K-pop labels' revenue model shift to usher in new valuations

Feb 03, 2021 (Gmt+09:00)

BTS hosts a livestream party with fans to celebrate topping the Billboard Hot 100 list.

South Korean entertainment companies are expanding their scope beyond the music scene and shifting to platform services, ushering in new valuations with the change in revenue model. 

A leading example is BTS label Big Hit Entertainment Co. Before its initial public offering in 2020, Big Hit positioned itself as a content platform and applied a price-to earnings ratio of 80 times, in line with platform giants such as Netflix and Korea-based production company Studio Dragon.

The BTS label increased the revenue portion of its content-related businesses, such as intellectual property and video streaming, as its founder Bang Si-hyuk called for a revamp of the music industry.

Initially, Bang received lukewarm response from the industry, with some even criticizing him for crediting the label's success to management performance, when it was clearly indebted to BTS.

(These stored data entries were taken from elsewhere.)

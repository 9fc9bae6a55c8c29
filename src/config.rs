use std::{env, fmt, str::FromStr, time::Duration};

use anyhow::Context;

#[derive(Clone)]
pub struct AppConfig {
    pub database_url: String,
    pub host: String,
    pub port: u16,
    pub jwt_secret: String,
    /// Lifetime of issued session tokens.
    pub token_ttl: Duration,
    /// Upper bound on a single store call before the request fails with 504.
    pub store_timeout: Duration,
    pub max_connections: u32,
}

impl AppConfig {
    pub fn from_env() -> anyhow::Result<Self> {
        let database_url = env::var("DATABASE_URL").context("DATABASE_URL is not set")?;
        let jwt_secret = env::var("JWT_SECRET").context("JWT_SECRET is not set")?;
        if jwt_secret.trim().is_empty() {
            anyhow::bail!("JWT_SECRET must not be empty");
        }
        let host = env::var("APP_HOST").unwrap_or_else(|_| "127.0.0.1".to_string());
        let port = env_or("APP_PORT", 3000);
        let token_ttl = Duration::from_secs(env_or("TOKEN_TTL_SECS", 3600));
        let store_timeout = Duration::from_millis(env_or("STORE_TIMEOUT_MS", 5000));
        let max_connections = env_or("DATABASE_MAX_CONNECTIONS", 10);
        Ok(Self {
            database_url,
            host,
            port,
            jwt_secret,
            token_ttl,
            store_timeout,
            max_connections,
        })
    }
}

impl fmt::Debug for AppConfig {
    fn fmt(&self, f: &mut fmt::Formatter<'_>) -> fmt::Result {
        f.debug_struct("AppConfig")
            .field("host", &self.host)
            .field("port", &self.port)
            .field("jwt_secret", &"<redacted>")
            .field("token_ttl", &self.token_ttl)
            .field("store_timeout", &self.store_timeout)
            .field("max_connections", &self.max_connections)
            .finish_non_exhaustive()
    }
}

fn env_or<T: FromStr>(key: &str, default: T) -> T {
    env::var(key)
        .ok()
        .and_then(|value| value.parse::<T>().ok())
        .unwrap_or(default)
}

But the criticism died down when Big Hit made a successful trading debut last year and went on to integrate its fan community platform Weverse with Korean platform giant Naver Corp.’s streaming service V Live, creating a new industry standard.

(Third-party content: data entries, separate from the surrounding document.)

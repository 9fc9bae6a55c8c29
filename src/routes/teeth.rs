use axum::{
    Json, Router,
    extract::State,
    routing::{get, put},
};

use crate::{
    dto::teeth::ToothWorkRequest,
    error::AppResult,
    middleware::auth::{Authorized, DoctorOnly},
    models::ToothWork,
    response::{MessageResponse, ok},
    routes::params::{IdPath, JsonBody},
    services::teeth_service,
    state::AppState,
};

pub fn router() -> Router<AppState> {
    Router::new()
        .route("/patients/{id}/teeth", get(list_tooth_work))
        .route("/patients/{id}/teeth/{toothNumber}", put(upsert_tooth_work))
}

#[utoipa::path(
    put,
    path = "/teeth/patients/{id}/teeth/{toothNumber}",
    params(
        ("id" = i32, Path, description = "Patient id"),
        ("toothNumber" = i32, Path, description = "Tooth number, 1 to 32"),
    ),
    request_body = ToothWorkRequest,
    responses(
        (status = 200, description = "Tooth work recorded", body = MessageResponse),
        (status = 400, description = "Tooth number out of range or no fields provided"),
        (status = 404, description = "Patient not found"),
    ),
    tag = "Teeth"
)]
pub async fn upsert_tooth_work(
    _doctor: Authorized<DoctorOnly>,
    State(state): State<AppState>,
    IdPath((patient_id, tooth_number)): IdPath<(i32, i32)>,
    JsonBody(payload): JsonBody<ToothWorkRequest>,
) -> AppResult<Json<MessageResponse>> {
    let changes = payload.validate(tooth_number)?;
    teeth_service::upsert_tooth_work(&state, patient_id, tooth_number, changes).await?;
    Ok(ok(format!("Tooth {tooth_number} updated successfully.")))
}

#[utoipa::path(
    get,
    path = "/teeth/patients/{id}/teeth",
    params(("id" = i32, Path, description = "Patient id")),
    responses(
        (status = 200, description = "Tooth work ordered by tooth number", body = Vec<ToothWork>),
    ),
    tag = "Teeth"
)]
pub async fn list_tooth_work(
    _doctor: Authorized<DoctorOnly>,
    State(state): State<AppState>,
    IdPath(patient_id): IdPath<i32>,
) -> AppResult<Json<Vec<ToothWork>>> {
    Ok(Json(teeth_service::list_tooth_work(&state, patient_id).await?))
}
use chrono::{DateTime, NaiveDate, Utc};
use serde::Deserialize;
use serde_json::Value;
use utoipa::{IntoParams, ToSchema};

use super::{FieldCheck, present};
use crate::error::{AppError, FieldError};

#[derive(Debug, Default, Deserialize, ToSchema)]
pub struct CreateAppointmentRequest {
    #[schema(value_type = Option<i32>)]
    pub patient_id: Option<Value>,
    /// ISO 8601 date or date-time.
    pub date: Option<String>,
    pub description: Option<String>,
}

#[derive(Debug)]
pub struct NewAppointment {
    pub patient_id: i32,
    pub date: DateTime<Utc>,
    pub description: String,
}

impl CreateAppointmentRequest {
    pub fn validate(self) -> Result<NewAppointment, AppError> {
        let mut check = FieldCheck::default();
        let patient_id = check.integer("patient_id", self.patient_id);
        let date = check.datetime("date", self.date);
        let description = check.required("description", self.description);
        check.finish(patient_id.zip(date).zip(description).map(
            |((patient_id, date), description)| NewAppointment {
                patient_id,
                date,
                description,
            },
        ))
    }
}

#[derive(Debug, Default, Deserialize, ToSchema)]
pub struct UpdateAppointmentRequest {
    pub date: Option<String>,
    pub description: Option<String>,
}

#[derive(Debug, Default)]
pub struct AppointmentChanges {
    pub date: Option<DateTime<Utc>>,
    pub description: Option<String>,
}

impl UpdateAppointmentRequest {
    pub fn validate(self) -> Result<AppointmentChanges, AppError> {
        let mut check = FieldCheck::default();
        let date = match present(self.date) {
            Some(raw) => check.datetime("date", Some(raw)),
            None => None,
        };
        check.finish(Some(AppointmentChanges {
            date,
            description: present(self.description),
        }))
    }
}

#[derive(Debug, Default, Deserialize, IntoParams)]
#[into_params(parameter_in = Query)]
pub struct AppointmentsQuery {
    /// Calendar day (YYYY-MM-DD, UTC) to list; omit to list everything.
    pub date: Option<String>,
}

impl AppointmentsQuery {
    /// The calendar day to filter on, if one was given.
    pub fn day(&self) -> Result<Option<NaiveDate>, AppError> {
        match self.date.as_deref().map(str::trim).filter(|d| !d.is_empty()) {
            None => Ok(None),
            Some(raw) => raw.parse::<NaiveDate>().map(Some).map_err(|_| {
                AppError::Validation(vec![FieldError::new("date", "must be a date (YYYY-MM-DD)")])
            }),
        }
    }
}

GLOBAL PANDEMIC SPEEDS K-POP LABELS' TRANSITION

The global pandemic forced a change in the entertainment industry, which had been in a stalemate for some time. Instead of relying on concert ticket sales, the companies had to find fresh revenue streams, as nearly all offline events were canceled due to the COVID-19 outbreak. 

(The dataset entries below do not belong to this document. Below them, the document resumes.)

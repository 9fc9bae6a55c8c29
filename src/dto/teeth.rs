use serde::Deserialize;
use utoipa::ToSchema;

use super::present;
use crate::error::{AppError, FieldError};

/// Teeth are numbered 1 to 32 (universal numbering system).
pub const TOOTH_NUMBERS: std::ops::RangeInclusive<i32> = 1..=32;

#[derive(Debug, Default, Deserialize, ToSchema)]
pub struct ToothWorkRequest {
    pub status: Option<String>,
    pub notes: Option<String>,
}

#[derive(Debug, PartialEq)]
pub struct ToothWorkChanges {
    pub status: Option<String>,
    pub notes: Option<String>,
}

impl ToothWorkRequest {
    pub fn validate(self, tooth_number: i32) -> Result<ToothWorkChanges, AppError> {
        if !TOOTH_NUMBERS.contains(&tooth_number) {
            return Err(AppError::Validation(vec![FieldError::new(
                "toothNumber",
                "must be between 1 and 32",
            )]));
        }
        let changes = ToothWorkChanges {
            status: present(self.status),
            notes: present(self.notes),
        };
        if changes.status.is_none() && changes.notes.is_none() {
            return Err(AppError::NoFieldsProvided);
        }
        Ok(changes)
    }
}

Last April, SM Entertainment was the first Korean label to kick off a paid online live concert brand, Beyond Live. The concerts featured the label's popular artists such as TVXQ, Red Velvet, EXO, NCT and Super Junior. SM Entertainment maximized the benefits of a streaming concert by offering virtual interaction between artists and fans, and even showcased a 3D mixed reality performance.

SM Entertainment duo TVXQ performs on stage while virtually interacting with fans.

Other entertainment labels also began to utilize online platforms. Big Hit Entertainment streamed the BTS concert on its fan community platform, Weverse, in October last year. The Map of the Soul ON:E online concert drew in nearly 1 million viewers from 191 countries. Ticket revenue was estimated to have reached 49.1 billion won ($44 million).

YG Entertainment Co.'s artist Blackpink also collaborated with the 3D avatar app Zepeto to hold a virtual signing event for fans. 

Industry watchers say that Korean entertainment companies’ adoption of new technologies, such as augmented reality, in addition to their use of platform services, have effectively targeted their core audiences.

The reception to the companies' fresh efforts was evident in their earnings as the four major Korean labels, Big Hit, SM, JYP and YG, saw their revenue and operating profit soar last year amid the COVID-19 crisis.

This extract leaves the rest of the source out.